__Brief__. If a line in the data below holds the word "MeshGpuResources", copy it.

-- Opening Marker --

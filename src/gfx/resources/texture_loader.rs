//! Asynchronous texture loading
//!
//! [`TextureLoader::load`] reads and decodes the image on a worker thread and
//! hands the result back through a oneshot channel. The main thread polls the
//! returned [`PendingTexture`] once per event loop turn; the completion is
//! observed exactly once, after which the handle reports [`LoadStatus::Consumed`].

use std::path::{Path, PathBuf};

use futures::channel::oneshot;

use super::texture::{Texture, TextureOptions};
use crate::error::{Result, TumblerError};

#[derive(Debug)]
pub enum LoadStatus {
    /// Still decoding
    Pending,
    /// Finished; returned exactly once
    Ready(Result<Texture>),
    /// The result was already handed out
    Consumed,
}

#[derive(Debug, Default)]
pub struct TextureLoader;

impl TextureLoader {
    pub fn new() -> Self {
        Self
    }

    /// Starts loading `path` in the background
    pub fn load(&self, path: impl Into<PathBuf>, options: TextureOptions) -> PendingTexture {
        let path = path.into();
        let (sender, receiver) = oneshot::channel();
        let worker_path = path.clone();

        let spawned = std::thread::Builder::new()
            .name("texture-loader".to_string())
            .spawn(move || {
                log::debug!("Decoding texture {}", worker_path.display());
                let result = Texture::from_path(&worker_path, options);
                // The receiver may already be gone if the app shut down.
                let _ = sender.send(result);
            });

        if let Err(e) = spawned {
            log::error!("Failed to spawn texture loader thread: {e}");
        }

        PendingTexture {
            path,
            receiver: Some(receiver),
        }
    }
}

#[derive(Debug)]
pub struct PendingTexture {
    path: PathBuf,
    receiver: Option<oneshot::Receiver<Result<Texture>>>,
}

impl PendingTexture {
    pub fn path(&self) -> &Path {
        &self.path
    }

    /// Non-blocking check for completion
    pub fn poll(&mut self) -> LoadStatus {
        let Some(receiver) = self.receiver.as_mut() else {
            return LoadStatus::Consumed;
        };

        let status = match receiver.try_recv() {
            Ok(None) => return LoadStatus::Pending,
            Ok(Some(result)) => LoadStatus::Ready(result),
            Err(oneshot::Canceled) => LoadStatus::Ready(Err(TumblerError::LoaderDropped {
                path: self.path.clone(),
            })),
        };

        self.receiver = None;
        status
    }

    /// Blocks until the texture is decoded
    pub fn wait(mut self) -> Result<Texture> {
        let path = self.path.clone();
        match self.receiver.take() {
            Some(receiver) => pollster::block_on(receiver)
                .unwrap_or(Err(TumblerError::LoaderDropped { path })),
            None => Err(TumblerError::LoaderDropped { path }),
        }
    }

    pub fn is_consumed(&self) -> bool {
        self.receiver.is_none()
    }
}

#[cfg(test)]
mod tests {
    use super::*;
    use crate::gfx::resources::texture::WrapMode;
    use std::time::{Duration, Instant};

    fn write_png(name: &str) -> PathBuf {
        let path = std::env::temp_dir().join(format!("tumbler-{}-{name}.png", std::process::id()));
        image::RgbaImage::from_pixel(4, 4, image::Rgba([200, 100, 50, 255]))
            .save(&path)
            .unwrap();
        path
    }

    fn poll_until_ready(pending: &mut PendingTexture) -> Result<Texture> {
        let deadline = Instant::now() + Duration::from_secs(10);
        loop {
            match pending.poll() {
                LoadStatus::Ready(result) => return result,
                LoadStatus::Pending => {
                    assert!(Instant::now() < deadline, "texture load timed out");
                    std::thread::sleep(Duration::from_millis(5));
                }
                LoadStatus::Consumed => panic!("completion observed twice"),
            }
        }
    }

    #[test]
    fn completion_is_observed_once() {
        let path = write_png("once");
        let mut pending = TextureLoader::new().load(&path, TextureOptions::tiled(2.0, 2.0));

        let texture = poll_until_ready(&mut pending).unwrap();
        assert_eq!(texture.dimensions(), (4, 4));
        assert_eq!(texture.options.wrap_s, WrapMode::Repeat);
        assert!(pending.is_consumed());
        assert!(matches!(pending.poll(), LoadStatus::Consumed));

        let _ = std::fs::remove_file(path);
    }

    #[test]
    fn missing_file_completes_with_error() {
        let mut pending = TextureLoader::new().load("definitely/missing.png", TextureOptions::default());
        let err = poll_until_ready(&mut pending).unwrap_err();
        assert!(matches!(err, TumblerError::TextureLoad { .. }));
    }

    #[test]
    fn wait_blocks_for_result() {
        let path = write_png("wait");
        let texture = TextureLoader::new()
            .load(&path, TextureOptions::default())
            .wait()
            .unwrap();
        assert_eq!(texture.image.get_pixel(0, 0).0, [200, 100, 50, 255]);
        let _ = std::fs::remove_file(path);
    }
}
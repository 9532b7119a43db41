use cgmath::{Matrix4, SquareMatrix};

pub trait Camera: Sized {
    fn build_view_projection_matrix(&self) -> Matrix4<f32>;
}

#[repr(C)]
#[derive(Copy, Clone, bytemuck::Pod, bytemuck::Zeroable, Debug, PartialEq)]
pub struct CameraUniform {
    /// The eye position of the camera in homogenous coordinates.
    ///
    /// Homogenous coordinates are used to fullfill the 16 byte alignment requirement.
    pub view_position: [f32; 4],

    /// Contains the view projection matrix.
    pub view_proj: [[f32; 4]; 4],
}

impl Default for CameraUniform {
    fn default() -> Self {
        Self {
            view_position: [0.0; 4],
            view_proj: Matrix4::identity().into(),
        }
    }
}
//! Error types shared across the crate
//!
//! Library code returns [`TumblerError`]; the binary wraps it in `anyhow`
//! at the top level.

use std::path::PathBuf;

use crate::config::ConfigError;

/// Convenience alias for results produced by this crate
pub type Result<T, E = TumblerError> = std::result::Result<T, E>;

#[derive(thiserror::Error, Debug)]
pub enum TumblerError {
    /// The texture file could not be read or decoded
    #[error("failed to load texture {}: {source}", path.display())]
    TextureLoad {
        path: PathBuf,
        #[source]
        source: image::ImageError,
    },

    /// The loader thread went away without delivering a result
    #[error("texture loader for {} was dropped before completing", path.display())]
    LoaderDropped { path: PathBuf },

    #[error("IO error: {0}")]
    Io(#[from] std::io::Error),

    #[error("configuration error: {0}")]
    Config(#[from] ConfigError),

    #[error("failed to create window surface: {0}")]
    CreateSurface(#[from] wgpu::CreateSurfaceError),

    #[error("no compatible graphics adapter: {0}")]
    NoAdapter(#[from] wgpu::RequestAdapterError),

    #[error("failed to open graphics device: {0}")]
    RequestDevice(#[from] wgpu::RequestDeviceError),

    #[error("surface has no supported texture format")]
    NoSurfaceFormat,

    #[error("event loop error: {0}")]
    EventLoop(#[from] winit::error::EventLoopError),

    #[error("failed to create window: {0}")]
    Window(#[from] winit::error::OsError),

    #[error("pipeline error: {0}")]
    Pipeline(#[from] crate::gfx::rendering::pipeline_manager::PipelineError),

    #[error("GPU ran out of memory while presenting a frame")]
    OutOfMemory,
}
use cgmath::{Euler, Matrix4, Rad, Vector3, Zero};
use wgpu::util::DeviceExt;

use crate::{
    gfx::{
        geometry::GeometryData,
        resources::{
            material::{LambertMaterial, MaterialGpu},
            texture_resource::TextureResource,
        },
    },
    wgpu_utils::UniformBuffer,
};

/// Per-mesh uniform: the model matrix
#[repr(C)]
#[derive(Copy, Clone, Debug, PartialEq, bytemuck::Pod, bytemuck::Zeroable)]
pub struct MeshUniform {
    pub model: [[f32; 4]; 4],
}

/// Layouts a mesh needs to build its bind groups
pub struct MeshLayouts<'a> {
    pub transform: &'a wgpu::BindGroupLayout,
    pub material: &'a wgpu::BindGroupLayout,
    /// Bound when the material has no map
    pub fallback_map: &'a TextureResource,
}

pub struct MeshGpuResources {
    vertex_buffer: wgpu::Buffer,
    index_buffer: wgpu::Buffer,
    index_count: u32,
    transform_ubo: UniformBuffer<MeshUniform>,
    transform_bind_group: wgpu::BindGroup,
    material: MaterialGpu,
}

/// A renderable object: geometry plus surface appearance, with its own
/// position and Euler rotation
pub struct Mesh {
    pub name: String,
    pub geometry: GeometryData,
    pub material: LambertMaterial,
    pub position: Vector3<f32>,
    /// Applied in X, Y, Z order
    pub rotation: Euler<Rad<f32>>,
    pub visible: bool,
    gpu_resources: Option<MeshGpuResources>,
}

impl Mesh {
    pub fn new(geometry: GeometryData, material: LambertMaterial) -> Self {
        Self {
            name: "Mesh".to_string(),
            geometry,
            material,
            position: Vector3::zero(),
            rotation: Euler::new(Rad(0.0), Rad(0.0), Rad(0.0)),
            visible: true,
            gpu_resources: None,
        }
    }

    pub fn with_name(mut self, name: &str) -> Self {
        self.name = name.to_string();
        self
    }

    /// Model matrix: translation * Rx * Ry * Rz
    pub fn transform(&self) -> Matrix4<f32> {
        Matrix4::from_translation(self.position)
            * Matrix4::from_angle_x(self.rotation.x)
            * Matrix4::from_angle_y(self.rotation.y)
            * Matrix4::from_angle_z(self.rotation.z)
    }

    pub fn uniform(&self) -> MeshUniform {
        MeshUniform {
            model: self.transform().into(),
        }
    }

    pub fn has_gpu_resources(&self) -> bool {
        self.gpu_resources.is_some()
    }

    /// Uploads geometry and creates transform/material bind groups
    pub fn init_gpu_resources(
        &mut self,
        device: &wgpu::Device,
        queue: &wgpu::Queue,
        layouts: &MeshLayouts<'_>,
    ) {
        let vertices = self.geometry.to_vertices();

        let vertex_buffer = device.create_buffer_init(&wgpu::util::BufferInitDescriptor {
            label: Some(&format!("{} Vertex Buffer", self.name)),
            contents: bytemuck::cast_slice(&vertices),
            usage: wgpu::BufferUsages::VERTEX,
        });

        let index_buffer = device.create_buffer_init(&wgpu::util::BufferInitDescriptor {
            label: Some(&format!("{} Index Buffer", self.name)),
            contents: bytemuck::cast_slice(&self.geometry.indices),
            usage: wgpu::BufferUsages::INDEX,
        });

        let transform_ubo = UniformBuffer::new_with_data(device, &self.uniform());
        let transform_bind_group = device.create_bind_group(&wgpu::BindGroupDescriptor {
            label: Some("Transform Bind Group"),
            layout: layouts.transform,
            entries: &[wgpu::BindGroupEntry {
                binding: 0,
                resource: transform_ubo.binding_resource(),
            }],
        });

        let material = MaterialGpu::new(
            device,
            queue,
            layouts.material,
            &self.material,
            layouts.fallback_map,
        );

        log::debug!(
            "Uploaded mesh '{}': {} vertices, {} triangles",
            self.name,
            vertices.len(),
            self.geometry.triangle_count()
        );

        self.gpu_resources = Some(MeshGpuResources {
            vertex_buffer,
            index_buffer,
            index_count: self.geometry.indices.len() as u32,
            transform_ubo,
            transform_bind_group,
            material,
        });
    }

    /// Syncs the current transform and material to the GPU
    pub fn update_gpu(&mut self, queue: &wgpu::Queue) {
        let uniform = self.uniform();
        if let Some(gpu) = self.gpu_resources.as_mut() {
            gpu.transform_ubo.update_content(queue, uniform);
            gpu.material.update(queue, &self.material);
        }
    }
}

pub fn transform_bind_group_layout(device: &wgpu::Device) -> wgpu::BindGroupLayout {
    device.create_bind_group_layout(&wgpu::BindGroupLayoutDescriptor {
        label: Some("Transform Bind Group Layout"),
        entries: &[wgpu::BindGroupLayoutEntry {
            binding: 0,
            visibility: wgpu::ShaderStages::VERTEX,
            ty: wgpu::BindingType::Buffer {
                ty: wgpu::BufferBindingType::Uniform,
                has_dynamic_offset: false,
                min_binding_size: None,
            },
            count: None,
        }],
    })
}

pub trait DrawMesh<'a> {
    /// Binds the mesh's transform (group 1) and material (group 2) and draws it
    fn draw_mesh(&mut self, mesh: &'a Mesh);
}

impl<'a, 'b> DrawMesh<'b> for wgpu::RenderPass<'a>
where
    'b: 'a,
{
    fn draw_mesh(&mut self, mesh: &'b Mesh) {
        let Some(gpu) = mesh.gpu_resources.as_ref() else {
            return; // Not uploaded yet
        };

        self.set_bind_group(1, &gpu.transform_bind_group, &[]);
        self.set_bind_group(2, gpu.material.bind_group(), &[]);
        self.set_vertex_buffer(0, gpu.vertex_buffer.slice(..));
        self.set_index_buffer(gpu.index_buffer.slice(..), wgpu::IndexFormat::Uint32);
        self.draw_indexed(0..gpu.index_count, 0, 0..1);
    }
}

#[cfg(test)]
mod tests {
    use super::*;
    use crate::gfx::geometry::generate_cube;
    use approx::assert_relative_eq;
    use cgmath::{SquareMatrix, Vector4};

    #[test]
    fn new_mesh_has_identity_transform() {
        let mesh = Mesh::new(generate_cube(), LambertMaterial::default());
        assert_eq!(mesh.transform(), Matrix4::identity());
        assert!(!mesh.has_gpu_resources());
    }

    #[test]
    fn rotation_about_x_then_y() {
        let mut mesh = Mesh::new(generate_cube(), LambertMaterial::default());
        mesh.rotation.y = Rad(std::f32::consts::FRAC_PI_2);

        // +X rotates onto -Z under a quarter turn about Y
        let rotated = mesh.transform() * Vector4::new(1.0, 0.0, 0.0, 1.0);
        assert_relative_eq!(rotated.x, 0.0, epsilon = 1e-6);
        assert_relative_eq!(rotated.z, -1.0, epsilon = 1e-6);
    }

    #[test]
    fn translation_is_applied_last() {
        let mut mesh = Mesh::new(generate_cube(), LambertMaterial::default());
        mesh.position = Vector3::new(0.0, 2.0, 0.0);
        mesh.rotation.x = Rad(std::f32::consts::PI);
        let moved = mesh.transform() * Vector4::new(0.0, 1.0, 0.0, 1.0);
        assert_relative_eq!(moved.y, 1.0, epsilon = 1e-6);
    }
}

-- Closing Marker --

__Expected answer__.
pub struct MeshGpuResources {
    gpu_resources: Option<MeshGpuResources>,
        self.gpu_resources = Some(MeshGpuResources {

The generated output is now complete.